### Task item
Would you please copy every line below that includes the string "loaders"?

### Task inputs
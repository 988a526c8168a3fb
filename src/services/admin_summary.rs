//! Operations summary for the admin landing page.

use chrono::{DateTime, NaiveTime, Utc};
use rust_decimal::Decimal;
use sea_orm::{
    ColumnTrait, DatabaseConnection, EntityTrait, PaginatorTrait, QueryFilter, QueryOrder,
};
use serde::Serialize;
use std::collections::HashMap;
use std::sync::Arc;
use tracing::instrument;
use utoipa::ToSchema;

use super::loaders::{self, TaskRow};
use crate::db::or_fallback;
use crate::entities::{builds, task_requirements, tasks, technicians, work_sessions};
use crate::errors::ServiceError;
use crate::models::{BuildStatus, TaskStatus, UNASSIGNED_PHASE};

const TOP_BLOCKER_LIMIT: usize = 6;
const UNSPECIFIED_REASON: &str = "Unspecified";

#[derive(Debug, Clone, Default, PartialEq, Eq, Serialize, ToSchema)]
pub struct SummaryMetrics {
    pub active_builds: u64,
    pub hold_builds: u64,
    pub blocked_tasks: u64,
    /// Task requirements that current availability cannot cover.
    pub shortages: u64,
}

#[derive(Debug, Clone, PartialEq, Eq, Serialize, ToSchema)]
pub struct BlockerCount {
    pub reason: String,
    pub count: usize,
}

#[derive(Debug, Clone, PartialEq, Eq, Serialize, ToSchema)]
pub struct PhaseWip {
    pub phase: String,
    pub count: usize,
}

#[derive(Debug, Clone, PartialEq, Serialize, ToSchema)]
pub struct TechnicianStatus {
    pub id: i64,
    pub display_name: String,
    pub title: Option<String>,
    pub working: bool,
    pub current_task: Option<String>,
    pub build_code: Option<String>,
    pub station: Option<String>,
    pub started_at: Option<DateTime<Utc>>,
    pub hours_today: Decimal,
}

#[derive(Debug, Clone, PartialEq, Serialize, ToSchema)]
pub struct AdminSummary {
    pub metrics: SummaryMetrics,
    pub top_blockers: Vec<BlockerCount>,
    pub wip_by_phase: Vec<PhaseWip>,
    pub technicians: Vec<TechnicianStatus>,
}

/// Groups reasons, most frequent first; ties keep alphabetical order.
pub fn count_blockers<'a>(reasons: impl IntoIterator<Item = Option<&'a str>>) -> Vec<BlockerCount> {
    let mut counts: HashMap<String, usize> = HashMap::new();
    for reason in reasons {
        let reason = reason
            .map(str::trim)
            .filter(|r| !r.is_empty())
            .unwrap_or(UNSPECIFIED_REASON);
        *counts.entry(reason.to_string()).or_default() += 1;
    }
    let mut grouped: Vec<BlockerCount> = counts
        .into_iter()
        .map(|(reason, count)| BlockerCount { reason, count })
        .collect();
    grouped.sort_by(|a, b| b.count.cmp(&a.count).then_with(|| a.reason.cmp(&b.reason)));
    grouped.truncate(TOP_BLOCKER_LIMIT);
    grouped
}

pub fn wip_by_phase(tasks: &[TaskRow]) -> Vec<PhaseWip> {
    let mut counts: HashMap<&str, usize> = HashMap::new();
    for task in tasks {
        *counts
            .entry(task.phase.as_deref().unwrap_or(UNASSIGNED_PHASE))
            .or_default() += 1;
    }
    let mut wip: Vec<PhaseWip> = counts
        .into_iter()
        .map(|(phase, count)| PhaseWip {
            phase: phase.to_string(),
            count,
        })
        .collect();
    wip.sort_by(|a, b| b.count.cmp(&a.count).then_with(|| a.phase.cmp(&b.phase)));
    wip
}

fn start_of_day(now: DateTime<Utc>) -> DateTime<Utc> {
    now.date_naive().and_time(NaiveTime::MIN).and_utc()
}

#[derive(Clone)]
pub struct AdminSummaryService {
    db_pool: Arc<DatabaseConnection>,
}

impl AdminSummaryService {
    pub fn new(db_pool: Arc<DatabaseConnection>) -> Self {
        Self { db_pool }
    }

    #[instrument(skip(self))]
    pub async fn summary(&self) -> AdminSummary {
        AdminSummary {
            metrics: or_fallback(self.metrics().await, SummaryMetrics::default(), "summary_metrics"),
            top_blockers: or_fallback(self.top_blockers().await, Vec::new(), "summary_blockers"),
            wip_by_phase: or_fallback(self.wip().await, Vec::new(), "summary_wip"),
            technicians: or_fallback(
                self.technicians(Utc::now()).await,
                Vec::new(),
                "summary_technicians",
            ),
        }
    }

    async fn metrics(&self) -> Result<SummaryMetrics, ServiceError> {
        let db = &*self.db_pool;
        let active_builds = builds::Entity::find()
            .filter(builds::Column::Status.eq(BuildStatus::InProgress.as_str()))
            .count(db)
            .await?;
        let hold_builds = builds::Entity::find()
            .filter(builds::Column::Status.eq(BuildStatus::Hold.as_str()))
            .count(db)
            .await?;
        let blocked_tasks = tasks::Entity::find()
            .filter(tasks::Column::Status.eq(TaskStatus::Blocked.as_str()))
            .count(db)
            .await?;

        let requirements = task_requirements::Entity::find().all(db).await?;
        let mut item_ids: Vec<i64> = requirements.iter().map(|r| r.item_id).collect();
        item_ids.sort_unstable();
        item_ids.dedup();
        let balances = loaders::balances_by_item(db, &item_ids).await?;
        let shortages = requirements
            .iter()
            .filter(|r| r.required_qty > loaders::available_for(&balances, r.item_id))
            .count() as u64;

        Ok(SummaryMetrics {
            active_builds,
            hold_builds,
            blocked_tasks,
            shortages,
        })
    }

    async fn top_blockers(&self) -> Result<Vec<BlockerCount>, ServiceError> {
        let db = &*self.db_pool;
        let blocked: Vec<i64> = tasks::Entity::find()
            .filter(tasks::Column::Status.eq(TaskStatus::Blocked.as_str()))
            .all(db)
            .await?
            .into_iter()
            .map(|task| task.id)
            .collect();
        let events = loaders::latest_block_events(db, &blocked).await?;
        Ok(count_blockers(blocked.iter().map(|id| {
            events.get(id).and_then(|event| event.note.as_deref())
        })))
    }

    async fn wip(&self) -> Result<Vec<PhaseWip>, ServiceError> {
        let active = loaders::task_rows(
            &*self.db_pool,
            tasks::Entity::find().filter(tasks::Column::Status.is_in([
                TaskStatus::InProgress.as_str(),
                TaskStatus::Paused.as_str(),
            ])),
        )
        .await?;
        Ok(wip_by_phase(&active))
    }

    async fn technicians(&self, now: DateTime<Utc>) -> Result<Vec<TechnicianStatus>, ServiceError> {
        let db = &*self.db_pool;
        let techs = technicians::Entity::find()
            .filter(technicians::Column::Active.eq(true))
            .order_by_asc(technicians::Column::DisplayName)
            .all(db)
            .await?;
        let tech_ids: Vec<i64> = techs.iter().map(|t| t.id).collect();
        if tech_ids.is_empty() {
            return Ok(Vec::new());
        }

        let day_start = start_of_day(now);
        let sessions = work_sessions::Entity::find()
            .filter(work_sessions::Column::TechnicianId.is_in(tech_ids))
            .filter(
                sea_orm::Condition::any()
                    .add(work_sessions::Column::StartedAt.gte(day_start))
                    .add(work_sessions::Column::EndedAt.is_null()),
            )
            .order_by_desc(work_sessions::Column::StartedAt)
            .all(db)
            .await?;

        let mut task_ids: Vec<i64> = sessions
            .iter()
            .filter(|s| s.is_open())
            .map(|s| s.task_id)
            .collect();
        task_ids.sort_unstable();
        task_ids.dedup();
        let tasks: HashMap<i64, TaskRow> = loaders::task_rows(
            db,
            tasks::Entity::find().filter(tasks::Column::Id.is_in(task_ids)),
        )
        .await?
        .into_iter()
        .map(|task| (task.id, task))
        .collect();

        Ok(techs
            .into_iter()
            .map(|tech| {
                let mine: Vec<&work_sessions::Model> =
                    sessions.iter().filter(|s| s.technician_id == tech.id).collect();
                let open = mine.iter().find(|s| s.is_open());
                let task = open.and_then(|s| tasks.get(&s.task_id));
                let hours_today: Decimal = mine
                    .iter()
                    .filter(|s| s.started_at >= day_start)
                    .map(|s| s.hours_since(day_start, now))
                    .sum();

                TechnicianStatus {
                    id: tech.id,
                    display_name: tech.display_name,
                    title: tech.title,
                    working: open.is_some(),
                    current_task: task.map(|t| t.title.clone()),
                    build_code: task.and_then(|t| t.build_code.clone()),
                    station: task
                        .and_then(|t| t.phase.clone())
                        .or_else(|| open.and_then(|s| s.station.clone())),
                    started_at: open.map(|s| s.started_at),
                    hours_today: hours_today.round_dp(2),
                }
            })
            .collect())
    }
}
---
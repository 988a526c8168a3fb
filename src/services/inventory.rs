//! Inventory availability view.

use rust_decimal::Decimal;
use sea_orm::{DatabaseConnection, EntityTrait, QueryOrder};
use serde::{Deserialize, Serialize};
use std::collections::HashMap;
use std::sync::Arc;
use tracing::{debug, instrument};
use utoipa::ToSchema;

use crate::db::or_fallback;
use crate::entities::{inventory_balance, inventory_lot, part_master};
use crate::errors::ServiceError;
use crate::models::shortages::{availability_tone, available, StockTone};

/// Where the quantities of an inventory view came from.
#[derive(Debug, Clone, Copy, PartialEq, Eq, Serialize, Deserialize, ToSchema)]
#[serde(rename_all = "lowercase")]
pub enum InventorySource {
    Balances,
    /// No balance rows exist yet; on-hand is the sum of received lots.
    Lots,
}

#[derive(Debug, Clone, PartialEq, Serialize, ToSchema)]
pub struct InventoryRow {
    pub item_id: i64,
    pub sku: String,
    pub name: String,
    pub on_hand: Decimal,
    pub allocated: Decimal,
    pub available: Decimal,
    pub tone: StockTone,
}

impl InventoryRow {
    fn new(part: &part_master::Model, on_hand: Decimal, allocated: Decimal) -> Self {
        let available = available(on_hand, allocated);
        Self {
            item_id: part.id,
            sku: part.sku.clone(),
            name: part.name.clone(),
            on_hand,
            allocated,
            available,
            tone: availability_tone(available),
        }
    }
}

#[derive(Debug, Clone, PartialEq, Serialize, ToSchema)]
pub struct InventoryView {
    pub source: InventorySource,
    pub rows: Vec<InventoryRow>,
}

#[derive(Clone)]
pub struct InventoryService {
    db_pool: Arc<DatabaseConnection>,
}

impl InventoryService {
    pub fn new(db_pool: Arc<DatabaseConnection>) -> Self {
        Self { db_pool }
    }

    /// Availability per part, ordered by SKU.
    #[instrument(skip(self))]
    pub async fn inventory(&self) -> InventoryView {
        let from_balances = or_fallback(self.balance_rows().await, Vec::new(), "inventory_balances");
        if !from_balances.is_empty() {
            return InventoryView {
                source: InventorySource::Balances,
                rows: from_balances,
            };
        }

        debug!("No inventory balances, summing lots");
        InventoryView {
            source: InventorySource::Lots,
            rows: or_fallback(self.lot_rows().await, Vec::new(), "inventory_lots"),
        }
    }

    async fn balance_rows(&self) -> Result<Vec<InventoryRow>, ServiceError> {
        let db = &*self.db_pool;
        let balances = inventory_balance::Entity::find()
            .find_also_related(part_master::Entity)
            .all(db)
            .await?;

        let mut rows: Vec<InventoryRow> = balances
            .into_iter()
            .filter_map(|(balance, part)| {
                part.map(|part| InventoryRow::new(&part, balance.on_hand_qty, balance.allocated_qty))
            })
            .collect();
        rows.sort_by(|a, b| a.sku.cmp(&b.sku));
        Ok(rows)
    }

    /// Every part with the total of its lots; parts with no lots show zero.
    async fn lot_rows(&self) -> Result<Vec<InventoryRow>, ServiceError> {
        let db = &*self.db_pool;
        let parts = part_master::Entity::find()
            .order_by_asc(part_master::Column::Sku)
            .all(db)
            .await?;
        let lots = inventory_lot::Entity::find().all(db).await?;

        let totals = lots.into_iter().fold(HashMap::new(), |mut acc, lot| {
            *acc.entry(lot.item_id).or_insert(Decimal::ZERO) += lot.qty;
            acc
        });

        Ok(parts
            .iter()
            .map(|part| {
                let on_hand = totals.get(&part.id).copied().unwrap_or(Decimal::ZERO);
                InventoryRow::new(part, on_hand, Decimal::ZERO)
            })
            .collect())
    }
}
--
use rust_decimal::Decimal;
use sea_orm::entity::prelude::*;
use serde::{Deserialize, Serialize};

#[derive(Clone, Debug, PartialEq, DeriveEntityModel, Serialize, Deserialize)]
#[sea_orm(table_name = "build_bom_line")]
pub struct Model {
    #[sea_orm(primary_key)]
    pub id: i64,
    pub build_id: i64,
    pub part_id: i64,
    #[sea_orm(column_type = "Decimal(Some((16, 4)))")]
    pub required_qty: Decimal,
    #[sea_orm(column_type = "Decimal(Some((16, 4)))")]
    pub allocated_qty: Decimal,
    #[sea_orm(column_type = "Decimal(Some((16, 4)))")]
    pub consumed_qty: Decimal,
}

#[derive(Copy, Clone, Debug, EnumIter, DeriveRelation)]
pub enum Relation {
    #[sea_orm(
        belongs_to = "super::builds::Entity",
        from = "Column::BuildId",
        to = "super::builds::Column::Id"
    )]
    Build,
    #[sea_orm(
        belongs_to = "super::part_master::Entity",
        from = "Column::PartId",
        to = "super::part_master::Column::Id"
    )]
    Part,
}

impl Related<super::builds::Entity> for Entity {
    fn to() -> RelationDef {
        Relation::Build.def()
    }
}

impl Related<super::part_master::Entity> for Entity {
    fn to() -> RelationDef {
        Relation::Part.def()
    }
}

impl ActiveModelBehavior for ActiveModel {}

### Solution
use super::loaders::{self, TaskRow};
        let balances = loaders::balances_by_item(db, &item_ids).await?;
            .filter(|r| r.required_qty > loaders::available_for(&balances, r.item_id))
        let events = loaders::latest_block_events(db, &blocked).await?;
        let active = loaders::task_rows(
        let tasks: HashMap<i64, TaskRow> = loaders::task_rows(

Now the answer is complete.